A Prefeitura de São Paulo abrirá nesta quinta-feira (9) a consulta pública para colher informações e sugestões antes de publicar os editais das licitações para o serviços de transporte coletivo público de passageiros em São Paulo. A consulta pública vai até 10 de agosto. As licitações serão realizadas na modalidade concorrência, do tipo menor valor da tarifa de remuneração, para exploração, mediante concessão.
A licitação vai reorganizar completamente o serviço de ônibus da cidade pelos próximos 20 anos e trará alterações para os cerca de 10 milhões de passageiros que usam o serviço todos os dias.
Os editais tratam de três grupos em que a cidade foi dividida na nova licitação: grupo local de articulação, grupo local de distribuição e grupo estrutural (veja quadros abaixo).
Segundo a Prefeitura, a divisão da licitação em três grandes grupos de lotes de serviços, totalizando 27 lotes, busca favorecer a competitividade e a isonomia na licitação porque os lotes serão formados com capacidades distintas de investimento, de frota, de recursos humanos, propiciando a participação de empresas de pequenas, médias e grande porte.
Os interessados poderão consultar a minuta do edital, do contrato e os anexos, pelo site da Prefeitura e pelo site da SPTrans. Na sexta-feira (3), a Prefeitura publicou no Diário Oficial, um decreto com as regras.
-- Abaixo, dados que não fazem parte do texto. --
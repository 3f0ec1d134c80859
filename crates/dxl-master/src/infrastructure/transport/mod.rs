//! Byte-stream transport used by the bus master.
//!
//! The transaction engine never touches a serial port directly.  It talks to a
//! [`Transport`], which hides whether the bytes travel over a USB-serial
//! adapter, a test double, or anything else that can move bytes half-duplex.
//!
//! # Timing (for beginners)
//!
//! A reply cannot arrive before the instruction has been fully shifted out and
//! the device has shifted its reply back in.  At `baud` bits per second one
//! byte (8 data bits plus start and stop bit) takes `10 / baud` seconds.  USB
//! serial adapters additionally buffer incoming bytes for up to their
//! *latency timer* (16 ms by default) before handing them to the host.  The
//! receive deadline therefore is:
//!
//! ```text
//! byte_time × expected_len + 2 × latency_timer + 2 ms
//! ```
//!
//! # Testability
//!
//! [`mock::MockTransport`] scripts replies and records every write, so the
//! engine and the group aggregators can be tested without hardware.

use std::time::Duration;

use thiserror::Error;

pub mod mock;

#[cfg(feature = "serial")]
pub mod serial;

/// Latency timer of common USB-serial adapters.
pub const DEFAULT_LATENCY_TIMER: Duration = Duration::from_millis(16);

/// Fixed margin added to every receive deadline.
const TIMEOUT_MARGIN: Duration = Duration::from_millis(2);

/// Error type for transport operations.
#[derive(Debug, Error)]
pub enum TransportError {
    /// The transport has not been opened (or was closed).
    #[error("transport is not open")]
    NotOpen,

    /// The underlying device reported an I/O failure.
    #[error("I/O error on {port}: {source}")]
    Io {
        port: String,
        #[source]
        source: std::io::Error,
    },

    /// The serial-port driver rejected an operation.
    #[cfg(feature = "serial")]
    #[error("serial port error: {0}")]
    Port(#[from] serialport::Error),
}

/// Capability set the bus master needs from the physical link.
///
/// All calls block.  [`Transport::read_bytes`] must return `Ok(0)` when
/// nothing arrived within `timeout`; a timeout is not an error at this layer.
pub trait Transport: Send {
    /// Acquires the underlying device.
    fn open(&mut self) -> Result<(), TransportError>;

    /// Releases the underlying device.  Closing a closed transport is a no-op.
    fn close(&mut self);

    /// Changes the line speed.
    fn set_baud_rate(&mut self, baud_rate: u32) -> Result<(), TransportError>;

    /// Current line speed in bits per second.
    fn baud_rate(&self) -> u32;

    /// Writes `bytes` and returns how many were accepted.
    fn write_bytes(&mut self, bytes: &[u8]) -> Result<usize, TransportError>;

    /// Reads at most `buf.len()` bytes, waiting up to `timeout` for the first.
    fn read_bytes(&mut self, buf: &mut [u8], timeout: Duration) -> Result<usize, TransportError>;

    /// Discards bytes that arrived but were not read yet.
    fn clear_read_buffer(&mut self) -> Result<(), TransportError>;

    /// Input buffering delay of the adapter.
    fn latency_timer(&self) -> Duration {
        DEFAULT_LATENCY_TIMER
    }

    /// Receive deadline for a reply of `expected_len` bytes.
    fn packet_timeout(&self, expected_len: usize) -> Duration {
        let baud = u64::from(self.baud_rate().max(1));
        let line_time = Duration::from_micros(expected_len as u64 * 10_000_000 / baud);
        line_time + self.latency_timer() * 2 + TIMEOUT_MARGIN
    }
}

impl<T: Transport + ?Sized> Transport for Box<T> {
    fn open(&mut self) -> Result<(), TransportError> {
        (**self).open()
    }

    fn close(&mut self) {
        (**self).close()
    }

    fn set_baud_rate(&mut self, baud_rate: u32) -> Result<(), TransportError> {
        (**self).set_baud_rate(baud_rate)
    }

    fn baud_rate(&self) -> u32 {
        (**self).baud_rate()
    }

    fn write_bytes(&mut self, bytes: &[u8]) -> Result<usize, TransportError> {
        (**self).write_bytes(bytes)
    }

    fn read_bytes(&mut self, buf: &mut [u8], timeout: Duration) -> Result<usize, TransportError> {
        (**self).read_bytes(buf, timeout)
    }

    fn clear_read_buffer(&mut self) -> Result<(), TransportError> {
        (**self).clear_read_buffer()
    }

    fn latency_timer(&self) -> Duration {
        (**self).latency_timer()
    }

    fn packet_timeout(&self, expected_len: usize) -> Duration {
        (**self).packet_timeout(expected_len)
    }
}
//! Device addressing on the multi-drop bus.
//!
//! Every actuator on the bus answers to one 8-bit identifier.  Identifiers
//! `0..=252` are assignable, `254` is the broadcast address (every device
//! executes the instruction, none replies) and `255` is never valid on the
//! wire.

/// Bus address of one actuator.
pub type DeviceId = u8;

/// Highest identifier a device may be configured with.
pub const MAX_ID: DeviceId = 0xFC;

/// Broadcast address: every device acts on the instruction and none replies
/// (except for the group read instructions that explicitly solicit replies).
pub const BROADCAST_ID: DeviceId = 0xFE;

/// Reserved value that never appears as a valid id on the wire.
pub const INVALID_ID: DeviceId = 0xFF;

/// Returns `true` if `id` can be assigned to a single device.
///
/// # Examples
///
/// ```rust
/// use dxl_core::{is_addressable, BROADCAST_ID};
///
/// assert!(is_addressable(1));
/// assert!(!is_addressable(BROADCAST_ID));
/// ```
pub fn is_addressable(id: DeviceId) -> bool {
    id <= MAX_ID
}
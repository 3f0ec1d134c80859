//! Storage infrastructure: configuration file persistence.
//!
//! The `config` sub-module reads the bus settings (serial device, baud rate,
//! adapter latency, protocol version) from a TOML file and writes them back.
//! A missing file yields the defaults, so a fresh install works unconfigured.

pub mod config;
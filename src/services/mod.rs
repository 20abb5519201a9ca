pub mod decoder;
pub mod progress;
pub mod widget;
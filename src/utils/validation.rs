use std::path::Path;

/// Extensions accepted by the file picker and the drop zone
pub const ACCEPTED_EXTENSIONS: &[&str] = &["jpg", "jpeg", "png", "webp"];

/// Extension-level filter, matching the picker's accept list. Case-insensitive.
pub fn accepted_extension(path: &Path) -> bool {
    match path.extension().and_then(|e| e.to_str()) {
        Some(ext) => ACCEPTED_EXTENSIONS
            .iter()
            .any(|a| a.eq_ignore_ascii_case(ext)),
        None => false,
    }
}

/// MIME type guessed from the file extension. Content sniffing in the
/// decoder takes precedence over this when the bytes are available.
pub fn mime_for_path(path: &Path) -> &'static str {
    let ext = path
        .extension()
        .and_then(|e| e.to_str())
        .map(|e| e.to_ascii_lowercase());

    match ext.as_deref() {
        Some("jpg") | Some("jpeg") => "image/jpeg",
        Some("png") => "image/png",
        Some("webp") => "image/webp",
        _ => "application/octet-stream",
    }
}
O decreto mescla indicadores para a remuneração das empresas. Eles incluem gastos para a operação, número de passageiros, qualidade de serviços - que será medida com pesquisas de satisfação - e ganho de produtividade.
No atual contrato, a opinião dos usuários não é um quesito para a remuneração das empresas. Segundo a SPTrans, atualmente as concessionárias recebem por passageiro transportado, ou por quantas vezes a catraca é girada nos coletivos - os não-pagantes também entram na conta para o repasse.
A remuneração também está ligada ao tipo de veículo que a empresa opera (um biarticulado, por exemplo, tem custo superior a um coletivo menor).
Será observada "a qualidade dos serviços ofertados, medida por meio de indicadores de desempenho operacional e por meio de pesquisas de satisfação dos usuários, conforme critérios a serem estabelecidos no edital e nos contratos de concessão". Os cálculos específicos para a remuneração de cada empresa, no entanto, deverão ser divulgados apenas nos editais de licitação.
A Prefeitura prevê a criação, para a assinatura e execução do contrato, de Sociedades de Propósito Específico (SPE), que darão personalidade jurídica aos eventuais consórcios de empresas que ganharem a licitação nos lotes que participarem. Isso facilita maior controle da gestão contratual e permite responsabilizar administrativa e civilmente as empresas delegatárias do serviço concedido.
Também está prevista a criação de uma única pessoa jurídica que atuará globalmente no sistema integrado, realizando grandes investimentos e obras, e que será composta por todos os operadores do transporte coletivo público.
Essa entidade terá a missão de administrar e implantar o centro de controle operacional (CCO); fazer a administração, manutenção e conservação dos terminais de integração e das estações de transferência; programar a operação das bilheterias dos terminais de integração e das estações de transferência, postos de atendimento ao usuário do Bilhete Único, dos terminais de integração e das estações de transferência.